Myc’in ayrıca apoptozisi regüle etme fonksiyonu da var. GF ile sinyal gelmez ise ve myc
aktive olursa hücreler apoptozise gidiyor. Myc’in onkojenik versiyonu persistan ekspresyonu
ile ilgili, sabit transkripsiyona yol açarak neoplastik gelişim oluyor.c- myc bozukluğu Burkitt
Lenfomada genlerde translokasyon sonucu oluyor.
Buraya kadar sayılan faktörler protoonkogen grubundan olan gen ürünleri olup onkogen
haline dönebilen ve neoplastik transformasyonda önemli basamakları oluştururlar. Bu ürünleri
hücre siklusuna sokmada etkili faktörlerden siklinlerde gerek normal gerekse onkojenik
olaylarda söz sahibi faktörlerdir. Kısaca siklinlerin özelliklerine değinecek olursak;
Siklinler ve Siklin Bağımlı Kinazlar
Siklin bağımlı kinazlar siklus boyunca eksprese edilir ama inaktiftir. Siklinlere bağlanarak
aktivite kazanır. Siklinler siklusun belli dönemlerinde sentezlenir amaçları siklin bağımlı
kinazları aktive etmektir. Amaçlarına ulaşınca siklin düzeyi düşer. Siklinler siklin bağımlı
kinazları artırırken inhibitörleri siklin bağımlı kinazları inhibe ederk hücre siklusunu kontrol
altında tutarlar. G1’den S fazına geçiş en önemli basamaktır.
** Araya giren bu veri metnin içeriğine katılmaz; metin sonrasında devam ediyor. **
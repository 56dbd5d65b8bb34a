//! Error types for TierKV
//!
//! Provides a unified error type for all operations.

use thiserror::Error;

/// Result type alias using TierError
pub type Result<T> = std::result::Result<T, TierError>;

/// Unified error type for TierKV operations
#[derive(Debug, Error)]
pub enum TierError {
    // -------------------------------------------------------------------------
    // I/O Errors
    // -------------------------------------------------------------------------
    #[error("IO error: {0}")]
    Io(#[from] std::io::Error),

    // -------------------------------------------------------------------------
    // WAL Errors
    // -------------------------------------------------------------------------
    #[error("WAL corruption detected: {0}")]
    WalCorruption(String),

    /// A corrupted record was followed by valid ones, so an acknowledged
    /// write is gone. Reported by `Engine::open`.
    #[error("WAL segment {segment} lost {corrupted} acknowledged record(s)")]
    WalDataLoss { segment: u64, corrupted: u64 },

    // -------------------------------------------------------------------------
    // Storage Errors
    // -------------------------------------------------------------------------
    #[error("SSTable corruption: {0}")]
    Corruption(String),

    #[error("Storage error: {0}")]
    Storage(String),

    // -------------------------------------------------------------------------
    // Write Path Errors
    // -------------------------------------------------------------------------
    /// The memtable is full and a flush is still in flight.
    #[error("Engine overloaded: flush in progress, retry the write")]
    Overloaded,

    #[error("Background flush failed: {0}")]
    FlushFailed(String),

    // -------------------------------------------------------------------------
    // Lifecycle Errors
    // -------------------------------------------------------------------------
    #[error("Engine is closed")]
    Closed,

    #[error("Background worker unavailable: {0}")]
    Background(String),

    // -------------------------------------------------------------------------
    // Configuration Errors
    // -------------------------------------------------------------------------
    #[error("Configuration error: {0}")]
    Config(String),
}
Hücre büyüme sinyali alınca siklinler(siklin D) birikir ve SBK’lara bağlanır. Siklin/SBK
kompleksi retinoblastomu aktive eder. Ve hücre siklusa girer. S fazından G2’ye ilerleme ise
başka siklinlerin (SiklinA) birikmesi ve up regulasyonu ile olur. G2 nin erken döneminde ise
B siklinler aktive olur ve G2 den M fazına geçiş sağlanır. Siklinlerin fonksiyonunu ise siklin
bağımlı kinazlar(SBK) ile regüle edilir. Siklin ve SBK larda mutasyon hücre proliferasyonunu
teşvik eder.
Braya kadar sayılan bu protoonkogenlerin mutant formları nasıl büyümeyi stimule eder ve
hangi mekanizmayla protoonkogen haline döner? Önemli 2 değişiklik;
1) Genin yapısında değişklik olur anormal gen ürünü sentezlenir ve aşırı fonksiyona sahiptir.
2) Gen ekspresyon regulasyonunda değişim olur, yapısal olarak normaldir ama artmış veya
uygunsuz üretimi söz konusudur.
a) Nokta mutasyon, en iyi örnek ras mutasyonudur.
b) Kromozomal yeni düzen;2 tip kromozomal yeni düzen protoonkogeni aktve eder. 1)
translokasyon ve inversiyon
Translokasyon sonucu normal fonksiyona sahip gen ürünü Ig ağır zincirine yaklaşır ve bu gen
kontrol dışı kalacağı için amaçsız stimulasyona neden olur. Bazı durumda ise translokasyon
6
sırasında mutasyon olur ve genin normal fonksiyonu olmaz. Translokasyon indüklü aşırı
salınıma en iyi örnek Burkitt Lenfomadır. Bu lenfomada myc taşıyan segment olan kromozom
8’in kromozom 14q band 32’ye göçü söz konusudur. Bu yer c-myc’i Ig ağır zincirine
yaklaştırır ve aşırı ekspresyonuna neden olur.
Sonuç olarak spesifik translokasyonlar ile gen ürünleri
regulatuar elemanların altına
getirilerek protoonkogen aşırı ekspresyonu olur.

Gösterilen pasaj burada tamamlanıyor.